The combination of ricotta and spinach is a classic one in the Italian kitchen. The mixture is used to fill ravioli (ravioli di magro) and is sometimes cooked in water (ravioli gnudi). The dish is often served with a simple sauce of melted butter flavoured with sage leaves, and topped with some grated Grana cheese.

In this recipe, the ricotta and spinach balls are breaded, and then deep-fried in olive oil, and served piping hot as part of an antipasto misto.


  • 450 gram cooked spinach, drained well
  • 450 gram ricotta
  • 60 gram Parmigiano-Reggiano cheese, grated
  • 2 tablespoons breadcrumbs
  • freshly grated nutmeg
  • pepper and salt
  • 4 tablespoons milk
  • 1 egg
  • flour
  • fine dry breadcrumbs
Roughly chop the spinach, and add to the ricotta.

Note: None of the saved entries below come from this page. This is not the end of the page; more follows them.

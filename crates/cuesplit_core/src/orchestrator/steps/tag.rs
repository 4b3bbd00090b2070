//! Tag step - writes cuesheet metadata onto the extracted file.

use crate::orchestrator::errors::{StepError, StepResult};
use crate::orchestrator::step::PipelineStep;
use crate::orchestrator::types::{Context, JobState, StepOutcome};
use crate::models::Stage;

/// Tag step; replaces whatever tags the file carries.
pub struct TagStep;

impl TagStep {
    pub fn new() -> Self {
        Self
    }
}

impl Default for TagStep {
    fn default() -> Self {
        Self::new()
    }
}

impl PipelineStep for TagStep {
    fn name(&self) -> &str {
        "Tag"
    }

    fn stage(&self) -> Stage {
        Stage::Tag
    }

    fn description(&self) -> &str {
        "Write title, artist, album and track number tags"
    }

    fn validate_input(&self, _ctx: &Context<'_>, state: &JobState) -> StepResult<()> {
        match state.output_path() {
            Some(path) if path.is_file() => Ok(()),
            Some(path) => Err(StepError::invalid_input(format!(
                "Extracted file disappeared: {}",
                path.display()
            ))),
            None => Err(StepError::invalid_input("Extract step has not completed")),
        }
    }

    fn execute(&self, ctx: &Context<'_>, state: &mut JobState) -> StepResult<StepOutcome> {
        let path = state
            .output_path()
            .ok_or_else(|| StepError::invalid_input("Extract step has not completed"))?;

        let tags = ctx.job.tags();
        ctx.tagger
            .write_tags(path, &tags, ctx.cover)
            .map_err(|e| StepError::Tagging(e.to_string()))?;

        ctx.logger.debug(&format!(
            "Tagged {} ({} / {} / {}/{})",
            path.display(),
            tags.artist,
            tags.album,
            tags.track_number,
            tags.track_total
        ));
        state.tagged = true;
        Ok(StepOutcome::Success)
    }

    fn validate_output(&self, _ctx: &Context<'_>, state: &JobState) -> StepResult<()> {
        if state.tagged {
            Ok(())
        } else {
            Err(StepError::invalid_output("Tags were not written"))
        }
    }
}
//! Data models for the cuesheet splitter.
//!
//! - Enums for output formats, encoder quality, job stages and outcomes
//! - Track jobs (one output file per cuesheet track)
//! - Per-job and per-run results

mod enums;
mod job;
mod results;

pub use enums::{parse_quality, EncodeProfile, JobOutcome, OutputFormat, Quality, RunStatus, Stage};
pub use job::{AlbumInfo, TrackJob, TrackTags};
pub use results::{JobResult, LoudnessReport, PipelineRun};
//! Pipeline orchestrator for running track jobs.
//!
//! Every track job runs the same sequence of steps on one worker thread.
//! Each step validates its input, executes, and validates its output.
//!
//! # Architecture
//!
//! ```text
//! JobPipeline
//!     ├── prepare destinations, copy cover
//!     ├── workers (one job at a time each)
//!     │     ├── Step: Extract
//!     │     ├── Step: Tag
//!     │     └── Step: Analyze
//!     └── album gain (optional)
//! ```
//!
//! # Example
//!
//! ```ignore
//! use cuesplit_core::orchestrator::{ChannelSink, JobPipeline};
//!
//! let (tx, rx) = crossbeam_channel::unbounded();
//! let pipeline = JobPipeline::new(settings.pipeline, settings.tools, runner)
//!     .with_sink(Arc::new(ChannelSink(tx)));
//!
//! let run = pipeline.run(jobs, 4);
//! println!("{}", run.summary());
//! ```

mod errors;
mod pipeline;
mod status;
mod step;
pub mod steps;
mod types;

pub use errors::{PipelineError, PipelineResult, StepError, StepResult};
pub use pipeline::JobPipeline;
pub use status::{ChannelSink, NullSink, StatusEvent, StatusSink, TrackState, TracingSink};
pub use step::PipelineStep;
pub use steps::{AnalyzeStep, ExtractStep, TagStep};
pub use types::{Context, ExtractOutput, JobState, StepOutcome};
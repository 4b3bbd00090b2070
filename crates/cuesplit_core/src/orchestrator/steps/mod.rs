//! Pipeline step implementations.
//!
//! Each step handles one stage of a track job: Extract, Tag, Analyze.

mod analyze;
mod extract;
mod tag;

pub use analyze::AnalyzeStep;
pub use extract::ExtractStep;
pub use tag::TagStep;
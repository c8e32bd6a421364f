//! Integration tests for `postMessage` delivery

mod common;

use std::rc::Rc;

use common::{new_log, record_messages, Session};
use skylight::origin::Url;
use skylight::runtime::{CloneCodec, StructuredCloneCodec};
use skylight::window::{event_types, EventListener, WindowPostMessageOptions};
use skylight::{Error, EventLoop, TaskSource, Value, Window, WindowConfig};

fn nested_arrays(depth: usize) -> Value {
    let mut value = Value::from(1.0);
    for _ in 0..depth {
        value = Value::new_array(vec![value]);
    }
    value
}

mod origins {
    use super::*;
    use pretty_assertions::assert_eq;

    #[test]
    fn test_wildcard_delivers_to_any_origin() {
        let session = Session::new();
        let sender = session.window("https://a.example/");
        let targets = [
            session.window("https://b.example/"),
            session.window("http://a.example:8080/"),
            session.window("data:text/html,hi"),
        ];
        let logs: Vec<_> = targets.iter().map(record_messages).collect();

        for target in &targets {
            target.post_message(&sender, &Value::from(42.0), "*", &[]).unwrap();
        }
        session.run();

        for log in logs {
            let log = log.borrow();
            assert_eq!(log.len(), 1);
            assert_eq!(log[0].event_type, event_types::MESSAGE);
            assert_eq!(log[0].data, Value::from(42.0));
        }
    }

    #[test]
    fn test_mismatched_origin_delivers_nothing() {
        let session = Session::new();
        let sender = session.window("https://a.example/");
        let target = session.window("https://b.example/");
        let log = record_messages(&target);

        target
            .post_message(&sender, &Value::Null, "https://mismatched.example", &[])
            .unwrap();
        assert_eq!(session.run(), 1);
        assert!(log.borrow().is_empty());
        assert!(target.reported_exceptions().is_empty());
    }

    #[test]
    fn test_matching_origin_ignores_path() {
        let session = Session::new();
        let sender = session.window("https://a.example/");
        let target = session.window("https://b.example/inbox");
        let log = record_messages(&target);

        target
            .post_message(&sender, &Value::Null, "https://b.example/anything?q#f", &[])
            .unwrap();
        session.run();
        assert_eq!(log.borrow().len(), 1);
    }

    #[test]
    fn test_slash_targets_sender_origin() {
        let session = Session::new();
        let sender = session.window("https://a.example/");
        let same = session.window("https://a.example/frame");
        let other = session.window("https://b.example/");
        let same_log = record_messages(&same);
        let other_log = record_messages(&other);

        same.post_message(&sender, &Value::Null, "/", &[]).unwrap();
        other.post_message(&sender, &Value::Null, "/", &[]).unwrap();
        session.run();

        assert_eq!(same_log.borrow().len(), 1);
        assert!(other_log.borrow().is_empty());
    }

    #[test]
    fn test_event_carries_sender_origin_and_source() {
        let session = Session::new();
        let sender = session.window("https://a.example:444/page");
        let target = session.window("https://b.example/");
        let log = record_messages(&target);

        target.post_message(&sender, &Value::from("x"), "*", &[]).unwrap();
        session.run();

        let log = log.borrow();
        assert_eq!(log[0].origin, "https://a.example:444");
        assert!(Rc::ptr_eq(log[0].source.as_ref().unwrap(), &sender));
    }

    #[test]
    fn test_opaque_sender_origin_serializes_as_null() {
        let session = Session::new();
        let sender = session.window("https://a.example/");
        let target = session.window("https://b.example/");
        let log = record_messages(&target);

        let sandboxed = sender.open("", "_blank", "noopener").unwrap();
        assert!(sandboxed.is_none());
        let sandboxed = skylight::Navigable::active_window(
            &*session.registry.navigables().pop().unwrap(),
        )
        .unwrap();

        target.post_message(&sandboxed, &Value::Null, "*", &[]).unwrap();
        session.run();
        assert_eq!(log.borrow()[0].origin, "null");
    }
}

mod ordering {
    use super::*;
    use pretty_assertions::assert_eq;

    #[test]
    fn test_sequential_messages_arrive_in_order() {
        let session = Session::new();
        let sender = session.window("https://a.example/");
        let target = session.window("https://b.example/");
        let log = record_messages(&target);

        for i in 0..5 {
            target
                .post_message(&sender, &Value::from(i as f64), "*", &[])
                .unwrap();
        }
        session.run();

        let received: Vec<Value> = log.borrow().iter().map(|e| e.data.clone()).collect();
        let expected: Vec<Value> = (0..5).map(|i| Value::from(i as f64)).collect();
        assert_eq!(received, expected);
    }

    #[test]
    fn test_fifo_across_targets_and_sources() {
        let session = Session::new();
        let a = session.window("https://a.example/");
        let b = session.window("https://b.example/");
        let order = new_log();

        for (window, name) in [(&a, "a"), (&b, "b")] {
            let order = order.clone();
            window.add_event_listener(
                event_types::MESSAGE,
                EventListener::new(move |event| {
                    order.borrow_mut().push(format!("{}:{}", name, event.data));
                    Ok(())
                }),
            );
        }

        b.post_message(&a, &Value::from("1"), "*", &[]).unwrap();
        a.post_message(&b, &Value::from("2"), "*", &[]).unwrap();
        b.post_message(&a, &Value::from("3"), "*", &[]).unwrap();
        session.run();

        assert_eq!(*order.borrow(), vec!["b:1", "a:2", "b:3"]);
    }

    #[test]
    fn test_message_posted_from_listener_is_delivered_later() {
        let session = Session::new();
        let a = session.window("https://a.example/");
        let b = session.window("https://b.example/");
        let log = record_messages(&a);

        let reply_to = Rc::downgrade(&a);
        let me = Rc::downgrade(&b);
        b.add_event_listener(
            event_types::MESSAGE,
            EventListener::new(move |event| {
                if let (Some(a), Some(b)) = (reply_to.upgrade(), me.upgrade()) {
                    a.post_message(&b, &event.data, "*", &[])?;
                }
                Ok(())
            }),
        );

        b.post_message(&a, &Value::from("ping"), "*", &[]).unwrap();
        assert_eq!(session.run(), 2);
        assert_eq!(log.borrow()[0].data, Value::from("ping"));
        assert_eq!(
            session.event_loop.stats().tasks_run_by_source[&TaskSource::PostedMessage],
            2
        );
    }
}

mod payloads {
    use super::*;
    use pretty_assertions::assert_eq;

    #[test]
    fn test_object_graph_is_cloned() {
        let session = Session::new();
        let sender = session.window("https://a.example/");
        let target = session.window("https://b.example/");
        let log = record_messages(&target);

        let object = Value::new_object();
        object.set_property("self", object.clone());
        object.set_property("when", Value::new_date(1_000.0));

        target.post_message(&sender, &object, "*", &[]).unwrap();
        session.run();

        let data = log.borrow()[0].data.clone();
        assert_ne!(data.object_identity(), object.object_identity());
        let inner = data.get_property("self").unwrap();
        assert_eq!(inner.object_identity(), data.object_identity());
    }

    #[test]
    fn test_mutation_after_post_is_not_observed() {
        let session = Session::new();
        let sender = session.window("https://a.example/");
        let target = session.window("https://b.example/");
        let log = record_messages(&target);

        let object = Value::new_object();
        object.set_property("n", Value::from(1.0));
        target.post_message(&sender, &object, "*", &[]).unwrap();
        object.set_property("n", Value::from(2.0));
        session.run();

        assert_eq!(
            log.borrow()[0].data.get_property("n"),
            Some(Value::from(1.0))
        );
    }

    #[test]
    fn test_transfer_moves_buffers_and_ports() {
        let session = Session::new();
        let sender = session.window("https://a.example/");
        let target = session.window("https://b.example/");
        let log = record_messages(&target);

        let buffer = Value::new_array_buffer(vec![1, 2, 3]);
        let port = Value::new_message_port();
        let port_id = port.message_port_id();

        target
            .post_message_with_options(
                &sender,
                &buffer,
                &WindowPostMessageOptions {
                    target_origin: "*".to_string(),
                    transfer: vec![buffer.clone(), port.clone()],
                },
            )
            .unwrap();
        assert!(buffer.is_detached());
        assert!(port.is_detached());
        session.run();

        let log = log.borrow();
        assert_eq!(log[0].data.array_buffer_bytes(), Some(vec![1, 2, 3]));
        assert_eq!(log[0].ports.len(), 1);
        assert_eq!(log[0].ports[0].message_port_id(), port_id);
    }

    #[test]
    fn test_unserializable_payload_fails_synchronously() {
        let session = Session::new();
        let sender = session.window("https://a.example/");
        let target = session.window("https://b.example/");
        let buffer = Value::new_array_buffer(vec![9]);

        let payload = Value::new_array(vec![buffer.clone(), Value::new_function(None)]);
        let err = target
            .post_message(&sender, &payload, "*", &[buffer.clone()])
            .unwrap_err();

        assert!(err.is_syntax_error());
        assert!(matches!(err, Error::SyntaxError { cause: Some(_), .. }));
        assert!(!buffer.is_detached());
        assert!(!session.event_loop.has_pending_tasks());
    }

    #[test]
    fn test_duplicate_transfer_fails_synchronously() {
        let session = Session::new();
        let sender = session.window("https://a.example/");
        let target = session.window("https://b.example/");
        let port = Value::new_message_port();

        let err = target
            .post_message(&sender, &Value::Null, "*", &[port.clone(), port.clone()])
            .unwrap_err();
        assert!(err.is_syntax_error());
        assert!(!session.event_loop.has_pending_tasks());
    }

    #[test]
    fn test_serialized_record_exports_json() {
        let codec = StructuredCloneCodec::default();
        let record = codec
            .serialize_with_transfer(&Value::new_array(vec![Value::from("a")]), &[])
            .unwrap();
        let json = record.to_json().unwrap();
        assert!(json.contains("\"a\""));
    }
}

mod failures {
    use super::*;
    use pretty_assertions::assert_eq;

    fn window_with_depth(event_loop: &Rc<EventLoop>, url: &str, depth: usize) -> Rc<Window> {
        Window::builder(event_loop.clone())
            .config(WindowConfig {
                clone_max_depth: depth,
                ..WindowConfig::default()
            })
            .url(Url::parse(url).unwrap())
            .build()
            .unwrap()
    }

    #[test]
    fn test_deserialization_failure_fires_messageerror() {
        let event_loop = Rc::new(EventLoop::new());
        let sender = window_with_depth(&event_loop, "https://a.example/", 1000);
        let target = window_with_depth(&event_loop, "https://b.example/", 2);
        let log = record_messages(&target);

        target
            .post_message(&sender, &nested_arrays(10), "*", &[])
            .unwrap();
        event_loop.run_until_idle();

        let log = log.borrow();
        assert_eq!(log.len(), 1);
        assert_eq!(log[0].event_type, event_types::MESSAGE_ERROR);
        assert!(log[0].is_error());
        assert_eq!(log[0].origin, "https://a.example");
        assert!(Rc::ptr_eq(log[0].source.as_ref().unwrap(), &sender));
        assert!(log[0].data.is_undefined());
    }

    #[test]
    fn test_deserialization_failure_after_origin_mismatch_is_silent() {
        let event_loop = Rc::new(EventLoop::new());
        let sender = window_with_depth(&event_loop, "https://a.example/", 1000);
        let target = window_with_depth(&event_loop, "https://b.example/", 2);
        let log = record_messages(&target);

        target
            .post_message(&sender, &nested_arrays(10), "https://c.example", &[])
            .unwrap();
        event_loop.run_until_idle();
        assert!(log.borrow().is_empty());
    }

    #[test]
    fn test_listener_error_does_not_stop_delivery() {
        let session = Session::new();
        let sender = session.window("https://a.example/");
        let target = session.window("https://b.example/");
        target.add_event_listener(
            event_types::MESSAGE,
            EventListener::new(|_| Err(Error::type_error("handler blew up"))),
        );
        let log = record_messages(&target);

        target.post_message(&sender, &Value::from(1.0), "*", &[]).unwrap();
        target.post_message(&sender, &Value::from(2.0), "*", &[]).unwrap();
        session.run();

        assert_eq!(log.borrow().len(), 2);
        assert_eq!(
            target.reported_exceptions(),
            vec![
                "TypeError: handler blew up".to_string(),
                "TypeError: handler blew up".to_string()
            ]
        );
    }
}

Add the Parmigiano and 2 tablespoons bread crumbs. Mix well with a fork and season with pepper, salt and the nutmeg. Divide into 20 portions and shape each into a ball.
Beat the egg with the milk and a pinch of salt. Lightly coat the ricotta balls in flour and then in the egg mixture; then roll in the fine dry breadcrumbs. Deep fry in hot olive oil (180°C) until golden brown (4 minutes). Drain on kitchen paper and serve at once.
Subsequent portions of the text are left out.